After now three superior indie/pop releases, it is about damn time that more people know about the Swedish/Berlin duo Marching Band (Jacob Lind and Erik Sunbring). It is such a shame when sweet-sounding, sonorous sounds are only shouted from the snow-crested peaks of the Scandinavian Mountains or the Alps. So, America, are you listening?
Okay, maybe I am over-exaggerating a bit. It’s not like Marching Band has surreptitiously crawled out of the underground like a dulcet mole rat. After releasing their first album in 2008, Marching Band was written about by Rolling Stone’s “Hype Monitor.” They quickly earned radio support, and this continued for their second release in 2010 (check out all their music here). Because of their easily accessible, toe-tapping, psych-saturated pop sound, the band’s music has been featured on several television shows (How I Met Your Mother, Scrubs, Jersey Shore and Cougar Town).

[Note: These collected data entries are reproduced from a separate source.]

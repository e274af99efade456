//! Open extension point for per-call policy options.

use indexmap::IndexMap;

/// Free-form `key = value` options handed to every policy call.
///
/// No key is recognised by the reference policies. Callers may pass
/// options intended for future or third-party policies; unknown keys are
/// accepted and ignored rather than rejected.
#[derive(Clone, Debug, Default, PartialEq, Eq)]
pub struct PolicyOptions {
    entries: IndexMap<String, String>,
}

impl PolicyOptions {
    /// Empty option set.
    pub fn new() -> Self {
        Self::default()
    }

    /// Add or replace an option, returning the updated set.
    pub fn with(mut self, key: impl Into<String>, value: impl Into<String>) -> Self {
        self.insert(key, value);
        self
    }

    /// Add or replace an option. Returns the previous value, if any.
    pub fn insert(&mut self, key: impl Into<String>, value: impl Into<String>) -> Option<String> {
        self.entries.insert(key.into(), value.into())
    }

    /// Look up an option.
    pub fn get(&self, key: &str) -> Option<&str> {
        self.entries.get(key).map(String::as_str)
    }

    /// Number of options.
    pub fn len(&self) -> usize {
        self.entries.len()
    }

    /// Whether no options are set.
    pub fn is_empty(&self) -> bool {
        self.entries.is_empty()
    }

    /// Options in insertion order.
    pub fn iter(&self) -> impl Iterator<Item = (&str, &str)> {
        self.entries.iter().map(|(k, v)| (k.as_str(), v.as_str()))
    }
}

But here is the deal. With the release of their new EP And I’ve Never Seen Anything Like That (and new album later in 2013), I want to see even more press for this Marching Band. The music is too good to pass up, and I think it deserves an even bigger listener population than it has already garnered. Let’s get to why I think this. The music, duh!
First thing’s first; this album was entirely self-produced. The EP (and future album) was recorded by the duo in their own studio. Thus, it features a commodious, hospitable sound, as if a mini version of the band is performing each song live on the listener’s desk. “And I’ve Never Seen,” the first track on the EP, begins with an infectious opening beat followed immediately by a satiating guitar riff. The well-harmonized vocals lay over the melody like a pillow. Marching Band features an almost Arcade Fire-like wall-of-sound-esque approach to the chorus of “And I’ve Never Seen” (and several of their chorus’). The culmination of sped-up instrumentals mix with pop paraphernalia. It makes for a great effect.
“Breaking is Fun” may be my favorite track from the EP. It is far more stripped down and folksy. The vocals are market fresh and pastoral. The song moves with a pop pace, though, and this amalgamation is excellent. The song also transforms seamlessly. A folk rhythm turns into a sort-of Irish jig to a rock breakdown into 90’s indie back to the Irish jig. Just awesome.